When you perform one search, you’re searching across all your available assets. Then, you can compare them at a glance and select which one is truly the best for your use case – regardless if it’s owned or user-generated.

3 | You save time searching multiple places for the right image.

Let’s say you’re looking for five photos of fall leaves to use in a Facebook ad campaign. You may find three of those photos in your DAM; then have to switch over to social media and perform the same search to source the rest.

If you keep your owned and UGC separate, you’re constantly doubling your efforts to find what you need.

When you use both UGC and owned assets regularly, managing them both in one system means you can spend less time searching various platforms, and more time using your great visuals.

4 | You can give the media both sources of content to choose from.

 

 


With the incredible rise of the digital photo-sharing culture, with Instagram at the head, user-generated content is taking the world by a storm. It’s not just brands that are tapping into UGC, but media outlets (including journalists and bloggers) are increasingly taking advantage of social media imagery to help tell their stories.

When you manage both UGC and owned visuals together, you can share both types of assets together as well.
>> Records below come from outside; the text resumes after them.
//! RSI (Relative Strength Index) indicator.
//!
//! Uses Wilder's smoothing for average gain/loss calculation:
//! - First average: simple mean of gains/losses over the first n price changes
//! - Subsequent: avg = (prev_avg * (n-1) + current) / n
//!
//! Formula: RSI = 100 - (100 / (1 + avg_gain / avg_loss))
//! If avg_loss == 0: RSI = 100
//!
//! Warmup: first n bars are undefined (need n price changes to compute initial average).

use crate::domain::indicator::{IndicatorSeries, IndicatorType};
use crate::domain::ohlcv::BarSeries;

/// Running state threaded through the smoothing pass.
#[derive(Debug, Clone, Copy, Default)]
struct Averages {
    seen: usize,
    gain_sum: f64,
    loss_sum: f64,
    avg_gain: f64,
    avg_loss: f64,
}

impl Averages {
    fn step(self, gain: f64, loss: f64, period: usize) -> Self {
        let seen = self.seen + 1;
        let n = period as f64;
        if seen < period {
            Averages {
                seen,
                gain_sum: self.gain_sum + gain,
                loss_sum: self.loss_sum + loss,
                ..self
            }
        } else if seen == period {
            Averages {
                seen,
                gain_sum: self.gain_sum + gain,
                loss_sum: self.loss_sum + loss,
                avg_gain: (self.gain_sum + gain) / n,
                avg_loss: (self.loss_sum + loss) / n,
            }
        } else {
            Averages {
                seen,
                avg_gain: (self.avg_gain * (n - 1.0) + gain) / n,
                avg_loss: (self.avg_loss * (n - 1.0) + loss) / n,
                ..self
            }
        }
    }

    fn rsi(&self, period: usize) -> Option<f64> {
        if self.seen < period {
            return None;
        }
        if self.avg_loss == 0.0 {
            return Some(100.0);
        }
        Some(100.0 - 100.0 / (1.0 + self.avg_gain / self.avg_loss))
    }
}

pub fn calculate_rsi(bars: &BarSeries, period: usize) -> IndicatorSeries {
    let closes = bars.closes();
    let mut values = Vec::with_capacity(closes.len());
    values.push(None);

    if period > 0 {
        values.extend(
            closes
                .windows(2)
                .scan(Averages::default(), |state, pair| {
                    let change = pair[1] - pair[0];
                    *state = state.step(change.max(0.0), (-change).max(0.0), period);
                    Some(state.rsi(period))
                }),
        );
    } else {
        values.resize(closes.len(), None);
    }

    IndicatorSeries::from_values(IndicatorType::Rsi(period), bars, values)
}
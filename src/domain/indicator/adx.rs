//! ADX (Average Directional Index) with +DI / −DI.
//!
//! +DM = high − prevHigh, −DM = prevLow − low; each is kept only when it is
//! positive and larger than the other, otherwise 0. TR as in ATR. The first
//! bar has no previous bar, so all three are undefined there.
//!
//! +DI = 100 × SMA(+DM, n) / SMA(TR, n), −DI likewise.
//! DX = 100 × |+DI − −DI| / (+DI + −DI); ADX = SMA(DX, n).
//! Warmup: DI from index n, ADX from index 2n − 1.

use crate::domain::indicator::{IndicatorSeries, IndicatorType};
use crate::domain::indicator_helpers::{checked_div, sma_values, zip_with};
use crate::domain::ohlcv::BarSeries;

#[derive(Debug, Clone, PartialEq)]
pub struct AdxSeries {
    pub adx: IndicatorSeries,
    pub plus_di: IndicatorSeries,
    pub minus_di: IndicatorSeries,
}

fn directional_movement(bars: &BarSeries) -> (Vec<Option<f64>>, Vec<Option<f64>>) {
    let bars = bars.bars();
    let mut plus = vec![None; bars.len()];
    let mut minus = vec![None; bars.len()];
    for (i, pair) in bars.windows(2).enumerate() {
        let up = pair[1].high - pair[0].high;
        let down = pair[0].low - pair[1].low;
        plus[i + 1] = Some(if up > down && up > 0.0 { up } else { 0.0 });
        minus[i + 1] = Some(if down > up && down > 0.0 { down } else { 0.0 });
    }
    (plus, minus)
}

pub fn calculate_adx(bars: &BarSeries, period: usize) -> AdxSeries {
    let (plus_dm, minus_dm) = directional_movement(bars);
    let true_range: Vec<Option<f64>> = bars
        .true_ranges()
        .into_iter()
        .enumerate()
        .map(|(i, tr)| (i > 0).then_some(tr))
        .collect();

    let tr_smooth = sma_values(&true_range, period);
    let plus_di = zip_with(&sma_values(&plus_dm, period), &tr_smooth, |dm, tr| {
        checked_div(dm, tr).map(|r| 100.0 * r)
    });
    let minus_di = zip_with(&sma_values(&minus_dm, period), &tr_smooth, |dm, tr| {
        checked_div(dm, tr).map(|r| 100.0 * r)
    });
    let dx = zip_with(&plus_di, &minus_di, |p, m| {
        checked_div((p - m).abs(), p + m).map(|r| 100.0 * r)
    });
    let adx = sma_values(&dx, period);

    let indicator_type = IndicatorType::Adx(period);
    AdxSeries {
        adx: IndicatorSeries::from_values(indicator_type.clone(), bars, adx),
        plus_di: IndicatorSeries::from_values(indicator_type.clone(), bars, plus_di),
        minus_di: IndicatorSeries::from_values(indicator_type, bars, minus_di),
    }
}
//! sigtrader — technical-analysis signal engine.
//!
//! Hexagonal architecture: domain logic in [`domain`], port traits in [`ports`],
//! concrete implementations in [`adapters`]. The binary front end lives in
//! [`cli`] and installs the [`logging`] subscriber.

pub mod adapters;
pub mod cli;
pub mod domain;
pub mod logging;
pub mod ports;
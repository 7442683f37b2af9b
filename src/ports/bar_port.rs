//! Bar source port trait.

use async_trait::async_trait;

use crate::domain::error::SigtraderError;
use crate::domain::ohlcv::BarSeries;

#[async_trait]
pub trait BarPort: Send + Sync {
    /// The most recent `count` daily bars for `instrument`, oldest first.
    ///
    /// The cycle keeps several fetches in flight, so implementations must not
    /// block the calling task.
    async fn fetch_bars(&self, instrument: &str, count: usize) -> Result<BarSeries, SigtraderError>;

    /// Instruments this source has data for, sorted.
    fn list_symbols(&self) -> Result<Vec<String>, SigtraderError>;
}
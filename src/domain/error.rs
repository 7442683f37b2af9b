//! Domain error types.

/// Top-level error type for sigtrader.
#[derive(Debug, thiserror::Error)]
pub enum SigtraderError {
    #[error("insufficient data for {instrument}: have {bars} bars, need {minimum}")]
    InsufficientData {
        instrument: String,
        bars: usize,
        minimum: usize,
    },

    #[error("degenerate range: {reason}")]
    DegenerateRange { reason: String },

    #[error("invalid fill for {instrument}: sell {requested} exceeds held {held}")]
    InvalidFill {
        instrument: String,
        requested: u64,
        held: u64,
    },

    #[error("upstream failure for {instrument}: {reason}")]
    UpstreamFailure { instrument: String, reason: String },

    #[error("unknown strategy: {id}")]
    UnknownStrategy { id: String },

    #[error("config parse error in {file}: {reason}")]
    ConfigParse { file: String, reason: String },

    #[error("missing config key [{section}] {key}")]
    ConfigMissing { section: String, key: String },

    #[error("invalid config value [{section}] {key}: {reason}")]
    ConfigInvalid {
        section: String,
        key: String,
        reason: String,
    },

    #[error(transparent)]
    Io(#[from] std::io::Error),
}

impl SigtraderError {
    pub(crate) fn upstream(instrument: &str, reason: impl Into<String>) -> Self {
        SigtraderError::UpstreamFailure {
            instrument: instrument.to_string(),
            reason: reason.into(),
        }
    }

    pub(crate) fn invalid_config(section: &str, key: &str, reason: impl Into<String>) -> Self {
        SigtraderError::ConfigInvalid {
            section: section.to_string(),
            key: key.to_string(),
            reason: reason.into(),
        }
    }
}

impl From<&SigtraderError> for std::process::ExitCode {
    fn from(err: &SigtraderError) -> Self {
        let code: u8 = match err {
            SigtraderError::Io(_) => 1,
            SigtraderError::ConfigParse { .. }
            | SigtraderError::ConfigMissing { .. }
            | SigtraderError::ConfigInvalid { .. }
            | SigtraderError::UnknownStrategy { .. } => 2,
            SigtraderError::InvalidFill { .. } => 4,
            SigtraderError::InsufficientData { .. }
            | SigtraderError::DegenerateRange { .. }
            | SigtraderError::UpstreamFailure { .. } => 5,
        };
        std::process::ExitCode::from(code)
    }
}
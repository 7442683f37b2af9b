//! Exponential Moving Average indicator.
//!
//! k = 2/(n+1), seeded with the first close, then EMA[i] = EMA[i-1] + k·(C[i] − EMA[i-1]).
//! No warmup beyond the first bar: every point is defined.

use crate::domain::indicator::{IndicatorSeries, IndicatorType};
use crate::domain::indicator_helpers::ema_values;
use crate::domain::ohlcv::BarSeries;

pub fn calculate_ema(bars: &BarSeries, period: usize) -> IndicatorSeries {
    let values = if period == 0 {
        vec![None; bars.len()]
    } else {
        ema_values(&bars.closes(), period).into_iter().map(Some).collect()
    };
    IndicatorSeries::from_values(IndicatorType::Ema(period), bars, values)
}
//! Merging and ranking of signals from several strategies.

use tracing::debug;

use crate::domain::signal::Signal;

pub const DEFAULT_MIN_CONFIDENCE: f64 = 30.0;

#[derive(Debug, Clone, Copy, PartialEq)]
pub struct SignalAggregator {
    min_confidence: f64,
}

impl Default for SignalAggregator {
    fn default() -> Self {
        Self::new(DEFAULT_MIN_CONFIDENCE)
    }
}

impl SignalAggregator {
    pub fn new(min_confidence: f64) -> Self {
        Self { min_confidence }
    }

    pub fn min_confidence(&self) -> f64 {
        self.min_confidence
    }

    /// Drop signals below the confidence threshold and order the rest by
    /// confidence, highest first. Equal confidences keep their input order.
    pub fn aggregate(&self, signals: Vec<Signal>) -> Vec<Signal> {
        let received = signals.len();
        let mut ranked: Vec<Signal> = signals
            .into_iter()
            .filter(|s| s.confidence() >= self.min_confidence)
            .collect();
        ranked.sort_by(|a, b| b.confidence().total_cmp(&a.confidence()));

        debug!(
            received,
            kept = ranked.len(),
            min_confidence = self.min_confidence,
            "signals aggregated"
        );
        ranked
    }
}
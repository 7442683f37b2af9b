//! Port traits the domain depends on.

pub mod bar_port;
pub mod config_port;
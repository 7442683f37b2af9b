//! Bollinger Bands indicator.
//!
//! Bollinger Bands consist of:
//! - Middle: Simple Moving Average (SMA) over n periods
//! - Upper: Middle + (multiplier × StdDev)
//! - Lower: Middle - (multiplier × StdDev)
//!
//! Where StdDev is population standard deviation (divides by N, not N-1).
//!
//! Default parameters: period=20, multiplier=2.0
//! Warmup: first (period-1) bars are undefined.

use crate::domain::indicator::{IndicatorSeries, IndicatorType, mult_x100};
use crate::domain::indicator_helpers::{defined, population_stddev, rolling, sma_values, zip_with};
use crate::domain::ohlcv::BarSeries;

pub const DEFAULT_PERIOD: usize = 20;
pub const DEFAULT_MULT: f64 = 2.0;

#[derive(Debug, Clone, PartialEq)]
pub struct BollingerBands {
    pub upper: IndicatorSeries,
    pub middle: IndicatorSeries,
    pub lower: IndicatorSeries,
}

pub fn calculate_bollinger(bars: &BarSeries, period: usize, mult: f64) -> BollingerBands {
    let closes = defined(&bars.closes());
    let middle = sma_values(&closes, period);
    let stddev = rolling(&closes, period, population_stddev);

    let upper = zip_with(&middle, &stddev, |m, sd| Some(m + mult * sd));
    let lower = zip_with(&middle, &stddev, |m, sd| Some(m - mult * sd));

    let indicator_type = IndicatorType::Bollinger {
        period,
        stddev_mult_x100: mult_x100(mult),
    };
    BollingerBands {
        upper: IndicatorSeries::from_values(indicator_type.clone(), bars, upper),
        middle: IndicatorSeries::from_values(indicator_type.clone(), bars, middle),
        lower: IndicatorSeries::from_values(indicator_type, bars, lower),
    }
}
What’s more, when you throw UGC into the mix, because it’s so abundant, you can provide a greater selection of fresh and current visuals from all over your destination, without breaking the bank. So the next time a journalist comes looking for pictures to include in their 10 Best Places to Brunch article, they’ll not only be able to select from your commissioned photography, but also UGC from a variety of specific restaurants and cafes from all over your destination.

5 | Multiple departments can collaborate on the same platform.

The folks at Experience Scottsdale replaced their legacy digital asset management system with CrowdRiff, which also supports user-generated content. Now collaboration between departments is much more streamlined, as everyone goes to one source to find visuals.

“If I have a graphic designer who is looking for an image for a story in our visitor guide, she can look both at the UGC and digital assets we own in one spot to see what’s available, and if she needs to reach out to a user to ask permission or get in contact, it’s just so handy to have it all together in one platform.”

– JoAnne Zeterberg, Director of Creative Services at Experience Scottsdale

But what about permissions?

A big reason you might hesitate to combine your UGC and owned content is, of course, differing permissions. Rights for UGC differ a lot from owned content, which often have expiry dates or other conditions for use, as stipulated by the original photographer.

That’s why you need a solution that is created specifically to house both types of visuals and has built-in infrastructure to help manage their unique permissions.  

Before you go and combine owned and user-generated content together, you need to make sure the digital asset management system you select accounts for the differing permissions of both UGC and professional photography, like CrowdRiff.

Owned and user-generated content belong together

Take a moment to think about your primary system for managing visual assets.

Now ask yourself: is it able to manage all of the visuals you use regularly in a way that makes it easy for you to use them?

Modern tourism marketers need a solution that caters to their modern use cases – and that includes having functionality for both user-generated content and owned content.